愛シテアゲル


「待って。落ち着いて。そんなわけないじゃない」

 車の中で一人、小鳥は馬鹿みたいに笑い飛ばした。

 ばっかみたい。私ったら、こんな時だけか弱い女の子の発想になっちゃって。馬鹿みたい。

 そんなこと、あるはずない。だって、まだ想いが通じて五日の、まだ二十歳になったばかりの子供みたいな女の――。

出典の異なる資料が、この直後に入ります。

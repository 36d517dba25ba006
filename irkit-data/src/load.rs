//! Load
//! ---
//!
//! Reads line based run files into runs registered against a task's collections.
//! Lines are parsed in parallel batches and grouped sequentially: a new run starts
//! whenever the query id changes, so records must be contiguous per query.
extern crate log;
extern crate rayon;

use self::rayon::prelude::*;

use std::fs::File;
use std::io::{BufRead, BufReader};

use ir_core::{Run, ScoredDocument, Task};

use crate::error::LoadError;
use crate::types::{Record, RunFormat};

/// Hard code buffersize for now
static BUFFER_SIZE: usize = 1000;

fn parse_line<F: RunFormat>(fmt: &F, line: &str) -> Result<Option<Record>, String> {
    if line.trim().is_empty() {
        Ok(None)
    } else {
        fmt.parse_line(line).map(Some)
    }
}

fn start_run<F: RunFormat>(fmt: &F, record: &Record, task: &mut Task) -> Run {
    let query = task.query(&record.query);
    let system = match record.system {
        Some(ref system) => task.system(system),
        None => task.system(fmt.default_system()),
    };
    Run::new(query, system)
}

/// Reads every run from `reader`, interning ids through `task`.  The runs are
/// returned in file order and are not registered.
pub fn read_runs<F: RunFormat, R: BufRead>(
    fmt: &F,
    reader: R,
    task: &mut Task,
) -> Result<Vec<Run>, LoadError> {
    let mut runs = Vec::new();
    let mut current: Option<Run> = None;
    let mut buffer = Vec::with_capacity(BUFFER_SIZE);
    let mut tmp_results = Vec::with_capacity(BUFFER_SIZE);
    let mut line_offset = 0;
    let mut it = reader.lines();
    loop {
        buffer.clear();
        for _ in 0..BUFFER_SIZE {
            match it.next() {
                Some(line) => buffer.push(line?),
                None => break,
            }
        }
        if buffer.is_empty() {
            break;
        }

        tmp_results.clear();
        // Parse in parallel
        buffer
            .par_iter()
            .map(|l| parse_line(fmt, l))
            .collect_into_vec(&mut tmp_results);

        for (i, res) in tmp_results.drain(..).enumerate() {
            let record = match res {
                Ok(Some(record)) => record,
                Ok(None) => continue,
                Err(reason) => {
                    return Err(LoadError::Format {
                        line_number: line_offset + i + 1,
                        line: buffer[i].clone(),
                        reason,
                    })
                }
            };

            let same_query = current
                .as_ref()
                .map_or(false, |run| run.query().id() == record.query);

            if !same_query {
                if let Some(run) = current.take() {
                    runs.push(run);
                }
                current = Some(start_run(fmt, &record, task));
            }

            if let Some(run) = current.as_mut() {
                if fmt.accepts(run.len(), &record) {
                    let document = task.document(&record.document);
                    match record.rank {
                        Some(rank) => run.insert(ScoredDocument::new(document, record.score, rank)),
                        None => run.push(document, record.score),
                    }
                }
            }
        }
        line_offset += buffer.len();
    }

    if let Some(run) = current {
        runs.push(run);
    }
    runs.shrink_to_fit();
    Ok(runs)
}

/// Given a file path, reads its runs
pub fn read_runs_from_path<F: RunFormat>(
    fmt: &F,
    fname: &str,
    task: &mut Task,
) -> Result<Vec<Run>, LoadError> {
    log::info!("Loading runs from {}", fname);
    let f = File::open(fname)?;
    let runs = read_runs(fmt, BufReader::new(f), task)?;
    log::info!("Read {} runs from {}", runs.len(), fname);
    for run in runs.iter() {
        log::debug!(
            "System {} query {}: {} results",
            run.system(),
            run.query(),
            run.len()
        );
    }
    Ok(runs)
}
use crate::metrics::{DiscountFunction, GainFunction};

fn default_min_score() -> f64 {
    1.0
}

fn default_beta() -> f64 {
    1.0
}

fn default_persistence() -> f64 {
    0.95
}

fn default_err_gain() -> GainFunction {
    GainFunction::Exponential(2.0)
}

#[derive(Deserialize, Debug, Clone)]
/// Parameters for evaluators that treat documents as relevant or not
pub struct BinaryParameters {
    /// Cutoff.  If none is provided, the whole run is used
    pub k: Option<usize>,
    /// Minimum relevance level for a document to count as relevant
    #[serde(default = "default_min_score")]
    pub min_score: f64,
}

#[derive(Deserialize, Debug, Clone)]
/// Parameters for binary evaluators without a cutoff
pub struct ThresholdParameters {
    /// Minimum relevance level for a document to count as relevant
    #[serde(default = "default_min_score")]
    pub min_score: f64,
}

#[derive(Deserialize, Debug, Clone)]
/// Parameters for the F-measure
pub struct FMeasureParameters {
    /// Cutoff
    pub k: Option<usize>,
    /// Minimum relevance level for a document to count as relevant
    #[serde(default = "default_min_score")]
    pub min_score: f64,
    /// Relative weight of recall over precision
    #[serde(default = "default_beta")]
    pub beta: f64,
}

#[derive(Deserialize, Debug, Clone)]
/// Parameters for interpolated precision
pub struct RecallPointParameters {
    /// Recall level in [0, 1]
    pub recall: f64,
    /// Minimum relevance level for a document to count as relevant
    #[serde(default = "default_min_score")]
    pub min_score: f64,
}

#[derive(Deserialize, Debug, Clone)]
/// Parameters for evaluators summing gains
pub struct GainParameters {
    /// Cutoff
    pub k: Option<usize>,
    /// Gain function, linear by default
    #[serde(default)]
    pub gain: GainFunction,
}

#[derive(Deserialize, Debug, Clone)]
/// Parameters for evaluators normalized by the gain of the highest relevance level
pub struct MaxGainParameters {
    /// Cutoff
    pub k: Option<usize>,
    /// Highest relevance level of the collection
    pub max_score: f64,
    /// Gain function, linear by default
    #[serde(default)]
    pub gain: GainFunction,
}

#[derive(Deserialize, Debug, Clone)]
/// Parameters for ERR and nERR
pub struct ErrParameters {
    /// Cutoff
    pub k: Option<usize>,
    /// Highest relevance level of the collection
    pub max_score: f64,
    /// Gain function, exponential in base 2 by default
    #[serde(default = "default_err_gain")]
    pub gain: GainFunction,
}

#[derive(Deserialize, Debug, Clone)]
/// Parameters for DCG and nDCG
pub struct DiscountedGainParameters {
    /// Cutoff
    pub k: Option<usize>,
    /// Gain function, linear by default
    #[serde(default)]
    pub gain: GainFunction,
    /// Discount function, `Logarithmic(2.0)` by default
    #[serde(default)]
    pub discount: DiscountFunction,
}

#[derive(Deserialize, Debug, Clone)]
/// Parameters for the Q-measure
pub struct QMeasureParameters {
    /// Cutoff
    pub k: Option<usize>,
    /// Weight of the cumulated gain against the rank
    #[serde(default = "default_beta")]
    pub beta: f64,
    /// Gain function, linear by default
    #[serde(default)]
    pub gain: GainFunction,
}

#[derive(Deserialize, Debug, Clone)]
/// Parameters for rank-biased precision
pub struct RbpParameters {
    /// Highest relevance level of the collection
    pub max_score: f64,
    /// Probability that the user moves on to the next document
    #[serde(default = "default_persistence")]
    pub persistence: f64,
    /// Gain function, linear by default
    #[serde(default)]
    pub gain: GainFunction,
}

#[derive(Deserialize, Debug, Clone)]
/// Parameters for evaluators that only take a cutoff
pub struct AtKParameters {
    /// Cutoff
    pub k: Option<usize>,
}
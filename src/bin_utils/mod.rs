//! Defines methods shared by the evaluation binaries

/// Methods for reading arguments
pub mod args;
/// Methods for loading runs and evaluators
pub mod loaders;
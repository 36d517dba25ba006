extern crate ir_core;

use self::ir_core::{Evaluator, Run};

use crate::evaluators::parameters::{GainParameters, MaxGainParameters};
use crate::evaluators::utils::*;
use crate::metrics::GainFunction;

#[derive(Clone, Debug)]
/// Sum of the gains of the first k results
pub struct CumulatedGain {
    /// Cutoff.  Without one, the whole run is used
    pub cutoff: Option<usize>,
    /// Gain of each relevance level
    pub gain: GainFunction,
}

impl CumulatedGain {
    /// Returns a new CumulatedGain
    pub fn new(gain: GainFunction, cutoff: Option<usize>) -> Self {
        CumulatedGain { cutoff, gain }
    }
}

impl From<&GainParameters> for CumulatedGain {
    fn from(parameters: &GainParameters) -> Self {
        CumulatedGain::new(parameters.gain, parameters.k)
    }
}

impl Evaluator for CumulatedGain {
    fn short_name(&self) -> String {
        short_name_at("CG", self.cutoff)
    }

    fn full_name(&self) -> String {
        full_name_at("Cumulated Gain", self.cutoff)
    }

    fn evaluate(&self, ground_truth: &Run, system_run: &Run) -> f64 {
        gains_at_ranks(ground_truth, system_run, self.cutoff, &self.gain)
            .iter()
            .sum()
    }
}

#[derive(Clone, Debug)]
/// Cumulated gain divided by the cutoff
pub struct AverageGain {
    /// Cumulated gain at the same cutoff
    pub cumulated: CumulatedGain,
}

impl AverageGain {
    /// Returns a new AverageGain
    pub fn new(gain: GainFunction, cutoff: Option<usize>) -> Self {
        AverageGain {
            cumulated: CumulatedGain::new(gain, cutoff),
        }
    }
}

impl From<&GainParameters> for AverageGain {
    fn from(parameters: &GainParameters) -> Self {
        AverageGain::new(parameters.gain, parameters.k)
    }
}

impl Evaluator for AverageGain {
    fn short_name(&self) -> String {
        short_name_at("AG", self.cumulated.cutoff)
    }

    fn full_name(&self) -> String {
        full_name_at("Average Gain", self.cumulated.cutoff)
    }

    /// Divides by the cutoff even when the run is shorter
    fn evaluate(&self, ground_truth: &Run, system_run: &Run) -> f64 {
        let k = cutoff_or_len(self.cumulated.cutoff, system_run);
        if k == 0 {
            return 0.0;
        }
        self.cumulated.evaluate(ground_truth, system_run) / k as f64
    }
}

#[derive(Clone, Debug)]
/// Average gain divided by the gain of the highest relevance level
pub struct NormalizedAverageGain {
    /// Average gain at the same cutoff
    pub average: AverageGain,
    /// Highest relevance level of the collection
    pub max_score: f64,
}

impl NormalizedAverageGain {
    /// Returns a new NormalizedAverageGain
    pub fn new(gain: GainFunction, max_score: f64, cutoff: Option<usize>) -> Self {
        NormalizedAverageGain {
            average: AverageGain::new(gain, cutoff),
            max_score,
        }
    }
}

impl From<&MaxGainParameters> for NormalizedAverageGain {
    fn from(parameters: &MaxGainParameters) -> Self {
        NormalizedAverageGain::new(parameters.gain, parameters.max_score, parameters.k)
    }
}

impl Evaluator for NormalizedAverageGain {
    fn short_name(&self) -> String {
        short_name_at("nAG", self.average.cumulated.cutoff)
    }

    fn full_name(&self) -> String {
        full_name_at("Normalized Average Gain", self.average.cumulated.cutoff)
    }

    fn evaluate(&self, ground_truth: &Run, system_run: &Run) -> f64 {
        let max_gain = self.average.cumulated.gain.gain(self.max_score);
        if max_gain == 0.0 {
            return 0.0;
        }
        self.average.evaluate(ground_truth, system_run) / max_gain
    }
}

 きっと最近集めているピアスやネックレスだと思って蓋を開けた。

 ビロードの箱の真ん中に。夜明かりに光る銀色のリング――。

「う、嘘。嘘だあ」

 小鳥はMR2のハンドルに額を押し付けて脱力した。

「こんな私に、指輪……」

 逆に泣けてきた。
 もしかして。お兄ちゃんこそ、ものすごく力んでいたのかも?

 恋人に対してこれまでクールだっただろうお兄ちゃん。そんなお兄ちゃんが、歳が離れている女の子だからこそ、とっても気遣ってくれたり、『今度こそ、女の子の気持ちを無碍にしない』と意気込んで、買いに行ったこともないバースデーケーキとか、二十歳の誕生日だからと気合いを入れた大人っぽいプレゼントとか――。